# EXTRACTED INFORMATION
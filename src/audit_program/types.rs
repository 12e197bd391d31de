//! Audit-program snapshot as returned by the backend.

use std::fmt;

use serde::{Deserialize, Serialize};

/// Overall status of an audit program.
///
/// The backend speaks Spanish status strings. Unknown values are kept
/// verbatim in [`ProgramStatus::Other`] instead of failing deserialization.
/// A missing or null status becomes an empty `Other`, which gates nothing.
#[derive(Debug, Clone, PartialEq, Eq, Hash, Serialize, Deserialize)]
#[serde(from = "Option<String>", into = "String")]
pub enum ProgramStatus {
    Planning,
    Execution,
    Reporting,
    Completed,
    Suspended,
    Other(String),
}

impl ProgramStatus {
    pub fn as_str(&self) -> &str {
        match self {
            Self::Planning => "En planificación",
            Self::Execution => "En ejecución",
            Self::Reporting => "En reporte",
            Self::Completed => "Completado",
            Self::Suspended => "Suspendido",
            Self::Other(raw) => raw,
        }
    }

    pub fn parse(raw: &str) -> Self {
        match raw.trim() {
            "En planificación" => Self::Planning,
            "En ejecución" => Self::Execution,
            "En reporte" => Self::Reporting,
            "Completado" => Self::Completed,
            "Suspendido" => Self::Suspended,
            other => Self::Other(other.to_owned()),
        }
    }

    pub fn is_suspended(&self) -> bool {
        matches!(self, Self::Suspended)
    }
}

impl Default for ProgramStatus {
    fn default() -> Self {
        Self::Other(String::new())
    }
}

impl From<Option<String>> for ProgramStatus {
    fn from(raw: Option<String>) -> Self {
        raw.map_or_else(Self::default, |raw| Self::parse(&raw))
    }
}

impl From<ProgramStatus> for String {
    fn from(status: ProgramStatus) -> Self {
        status.as_str().to_owned()
    }
}

impl fmt::Display for ProgramStatus {
    fn fmt(&self, f: &mut fmt::Formatter<'_>) -> fmt::Result {
        f.write_str(self.as_str())
    }
}

/// Status of a single phase (planning, execution or reporting).
///
/// Phases the backend has not initialized yet come back as `null`; those read
/// as [`PhaseStatus::NotStarted`].
#[derive(Debug, Clone, PartialEq, Eq, Hash, Default, Serialize, Deserialize)]
#[serde(from = "Option<String>", into = "String")]
pub enum PhaseStatus {
    #[default]
    NotStarted,
    InProgress,
    Completed,
    Other(String),
}

impl PhaseStatus {
    pub fn as_str(&self) -> &str {
        match self {
            Self::NotStarted => "No iniciado",
            Self::InProgress => "En progreso",
            Self::Completed => "Completado",
            Self::Other(raw) => raw,
        }
    }

    pub fn parse(raw: &str) -> Self {
        match raw.trim() {
            "No iniciado" => Self::NotStarted,
            "En progreso" => Self::InProgress,
            "Completado" => Self::Completed,
            other => Self::Other(other.to_owned()),
        }
    }

    pub fn is_completed(&self) -> bool {
        matches!(self, Self::Completed)
    }
}

impl From<Option<String>> for PhaseStatus {
    fn from(raw: Option<String>) -> Self {
        raw.map_or_else(Self::default, |raw| Self::parse(&raw))
    }
}

impl From<PhaseStatus> for String {
    fn from(status: PhaseStatus) -> Self {
        status.as_str().to_owned()
    }
}

impl fmt::Display for PhaseStatus {
    fn fmt(&self, f: &mut fmt::Formatter<'_>) -> fmt::Result {
        f.write_str(self.as_str())
    }
}

/// Read-only snapshot of an audit program.
///
/// Fetched fresh on every view mount and never cached across navigations.
#[derive(Debug, Clone, PartialEq, Serialize, Deserialize)]
pub struct AuditProgram {
    /// Routing identifier.
    #[serde(default)]
    pub slug: String,
    #[serde(default)]
    pub name: String,
    #[serde(default)]
    pub status: ProgramStatus,
    #[serde(default)]
    pub planning_status: PhaseStatus,
    #[serde(default)]
    pub execution_status: PhaseStatus,
    #[serde(default)]
    pub reporting_status: PhaseStatus,
}

impl AuditProgram {
    /// A program in `status` with every phase not yet started.
    pub fn new(slug: impl Into<String>, status: ProgramStatus) -> Self {
        Self {
            slug: slug.into(),
            name: String::new(),
            status,
            planning_status: PhaseStatus::NotStarted,
            execution_status: PhaseStatus::NotStarted,
            reporting_status: PhaseStatus::NotStarted,
        }
    }

    #[must_use]
    pub fn with_planning(mut self, status: PhaseStatus) -> Self {
        self.planning_status = status;
        self
    }

    #[must_use]
    pub fn with_execution(mut self, status: PhaseStatus) -> Self {
        self.execution_status = status;
        self
    }

    #[must_use]
    pub fn with_reporting(mut self, status: PhaseStatus) -> Self {
        self.reporting_status = status;
        self
    }
}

# EXERCISE GOAL
Wherever the string "null" appears in a line of the records above, copy that line.

# THE ANSWER
/// A missing or null status becomes an empty `Other`, which gates nothing.
/// Phases the backend has not initialized yet come back as `null`; those read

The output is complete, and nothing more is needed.